The detecting section of each node compares an input signal which is 
selected on the first-come-first-served basis (a sigle input signal 
selected which may not always be a one arrived earliest) and another input 
signal so as to produce a differential therebetween. Such another input 
signal may be a one which is generated by the same terminal as the other 
and routed through a different path, or a one which is generated by a 
different terminal. While the former involves only a minimum of delay in 
phase since it has been selected on the first-come-first-served basis by a 
node on the route, the latter allows a sufficient differential to be 
produced only if a fraction, or area, of a packet to be compared is 
selected adequately. The backoff control section, when it has decided that 
the first return information has not been received within a predetermined 
period of time, determines whether the failure is attributable to a 
collision or to any other cause and, then, executes a backoff function (a 
control for retransmission). It is to be noted that the backoff is not 
particular to this embodiment and may be implemented, for example, by the 
binary exponential backoff algorithm (Xerox). 

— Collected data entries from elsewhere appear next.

use std::path::Path;

use anyhow::{Context, Result};
use serde::{Deserialize, Serialize};

/// Largeur maximale acceptée (en caractères).
pub const MAX_DIMENSION: u32 = 1000;

/// Label du bloc de repli par défaut.
pub const DEFAULT_FALLBACK_LABEL: &str = "Image conversion failed";

/// Configuration complète du rendu.
///
/// Sérialisable en TOML. Chaque champ a une valeur par défaut saine.
///
/// # Example
/// ```
/// use ag_core::config::RenderConfig;
/// let config = RenderConfig::default();
/// assert_eq!((config.width, config.height), (80, 40));
/// ```
#[derive(Clone, Debug, Deserialize, Serialize, PartialEq)]
pub struct RenderConfig {
    /// Largeur cible en caractères.
    pub width: u32,
    /// Hauteur demandée en lignes de caractères (avant correction d'aspect).
    pub height: u32,
    /// Rampe de caractères (du plus dense au plus clair).
    pub charset: String,
    /// Inverser la luminance (pour fond clair).
    pub invert: bool,
    /// Label embarqué dans le bloc de repli.
    pub fallback_label: String,
    /// Deadline du décodage en millisecondes. None = attente illimitée.
    pub deadline_ms: Option<u64>,
}

impl Default for RenderConfig {
    fn default() -> Self {
        Self {
            width: 80,
            height: 40,
            charset: crate::charset::CHARSET_FULL.to_string(),
            invert: false,
            fallback_label: DEFAULT_FALLBACK_LABEL.to_string(),
            deadline_ms: None,
        }
    }
}

impl RenderConfig {
    /// Clamp all numeric fields to their valid ranges.
    /// Called after TOML deserialization to prevent out-of-range values.
    pub fn clamp_all(&mut self) {
        self.width = self.width.clamp(1, MAX_DIMENSION);
        self.height = self.height.clamp(1, MAX_DIMENSION);
        self.deadline_ms = self.deadline_ms.map(|ms| ms.max(1));
    }
}

/// Structure TOML intermédiaire pour désérialisation avec valeurs optionnelles.
#[derive(Deserialize)]
struct ConfigFile {
    render: Option<RenderSection>,
}

/// Render section of the TOML config, all fields optional for partial override.
#[derive(Deserialize)]
struct RenderSection {
    width: Option<u32>,
    height: Option<u32>,
    charset: Option<String>,
    invert: Option<bool>,
    fallback_label: Option<String>,
    deadline_ms: Option<u64>,
}

/// Parse une config TOML et fusionne avec les valeurs par défaut.
///
/// # Errors
/// Returns an error if the content is not valid TOML for this schema.
///
/// # Example
/// ```
/// use ag_core::config::parse_config;
/// let config = parse_config("[render]\nwidth = 120\n").unwrap();
/// assert_eq!(config.width, 120);
/// assert_eq!(config.height, 40);
/// ```
pub fn parse_config(content: &str) -> Result<RenderConfig> {
    let file: ConfigFile = toml::from_str(content).context("Erreur de parsing TOML")?;

    let mut config = RenderConfig::default();

    if let Some(r) = file.render {
        if let Some(v) = r.width {
            config.width = v;
        }
        if let Some(v) = r.height {
            config.height = v;
        }
        if let Some(v) = r.charset {
            config.charset = v;
        }
        if let Some(v) = r.invert {
            config.invert = v;
        }
        if let Some(v) = r.fallback_label {
            config.fallback_label = v;
        }
        if r.deadline_ms.is_some() {
            config.deadline_ms = r.deadline_ms;
        }
    }

    config.clamp_all();
    Ok(config)
}

/// Charge un fichier TOML et fusionne avec les valeurs par défaut.
///
/// # Errors
/// Returns an error if the file cannot be read or parsed.
///
/// # Example
/// ```no_run
/// use ag_core::config::load_config;
/// use std::path::Path;
/// let config = load_config(Path::new("config/default.toml")).unwrap();
/// ```
pub fn load_config(path: &Path) -> Result<RenderConfig> {
    let content = std::fs::read_to_string(path)
        .with_context(|| format!("Impossible de lire {}", path.display()))?;

    let config = parse_config(&content)
        .with_context(|| format!("Config invalide dans {}", path.display()))?;
    log::debug!("Config chargée depuis {}", path.display());
    Ok(config)
}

Referring to FIG. 21, a connection control device built in each node or a 
communication control device built in each terminal in accordance with the 
present invention is shown in a block diagram. As shown, the device 
includes a switching matrix unit 120 whose capacity is great enough to 
interconnect all of input ports I.sub.0 to I.sub.7 and output ports 
O.sub.0 to O.sub.7 and their associated input channels I.sub.0 to I.sub.7 
and output channels O.sub.0 to I.sub.7 at the same time. An input signal 
detecting unit 122 has a function of locating a particular one of the 
input channels on which an input signal appeared first, and a function of 
detecting a collision and informing the unit 120 of it. An input signal 
monitoring unit 124 is adapted to constantly monitor the presence/absence 
of an input signal. A control gate unit 126 serves to connect any of the 
input channels and the input channel on which an input signal appeared 
first to the unit 122. The entire node including such various units are 
controlled by a switching control unit 128. Assuming that eight input 
channels are provided, the unit 120 is made up of nine modules (greater in 
number than the channels by one) which are assigned one-to-one to the 
input channels. Each of the units 122, 124 and 126 comprises a single 
module. The unit 128 is connected to those modules by a module select bus 
130, a gate select bus 132, and a data bus (module output signal lines) 
134. 
Referring to FIG. 22, a specific construction of the switching matrix unit 
120 is shown. As shown, the unit 120 is made up of nine modules (one 
collision signal transfer channel being added) which are assigned 
one-to-one to the input channels. Each of the modules consists of eight 
switching gates 136, and eight latches 138 (each being provided with D, G 
and Q terminals). Outputs 136c of the switching gates 136 of each module 
are connected to the input of a single nine-input OR gate 140 on an output 
channel basis. The eight modules are connected to the input channels. The 
collision signal transfer channel is connected to a collision signal line 
142 via the input signal detecting unit 122. The statuses of the switching 
gates 136 are selected via the select bus 130 and set up via the gate set 
bus 132 module by module. 
Referring to FIG. 23, a specific construction of the input signal detecting 
unit 122 is shown. As shown, the unit 122 is made up of eight latches 144 
(each being provided with D, G, CLR and Q terminals), eight gates 146 
which follow the latches 144, and eight gates 148 which precede the 
latches 144. The output of each latch 144 (output 144d on Q terminal) is 
coupled to an input 146a of the associated gate 146 and to an input of an 
eight-input NOR gate 150, while the output of the opposite polarity 
(output 144e on Q terminal) is connected to an input 152b of the 
associated AND gate 152. An output 152c of the AND gate 152 is connected 
to the gate (G terminal 144b) of the latch 144. The output of the NOR gate 
150 branches off and leads to an input 154a of an OR gate 154 on one hand 
and to an input 156a of a gate 156 on the other hand. The output 154c of 
the OR gate 154 is connected to the inputs 152a of the AND gates 152. The 
CLR inputs of the latches 144 are connected to the module select bus 130 
as a common clear signal line 158. Likewise, an input 154b of the OR gate 
154 and an input 156b of the gate 156 are connected to the bus 130 as a 
collision control signal line 160. Inputs 146b of the gates 146 are 
connected to the module select bus 130 as an enable signal line 162. The 
output of the gate 156 is connected to the switching matrix unit 120 as a 
collision signal line 164. Outputs 146c of the gates 146 are connected to 
the data bus 134. Inputs 148a of the gates 148 are connected to the 
control gate unit 126, and inputs 148b to a reference input signal line 
166 which extends out from the unit 126. Inputs 148c of each gates 148 
branches off and leads to an input 168a of the and gate 168 on one hand 
and to an input 168b of the gate 168 via a single delay element 170 on the 
other hand. An output 168c of the AND gate 168 is connected to the input 
(input 144a on D terminal) of the latch 144. 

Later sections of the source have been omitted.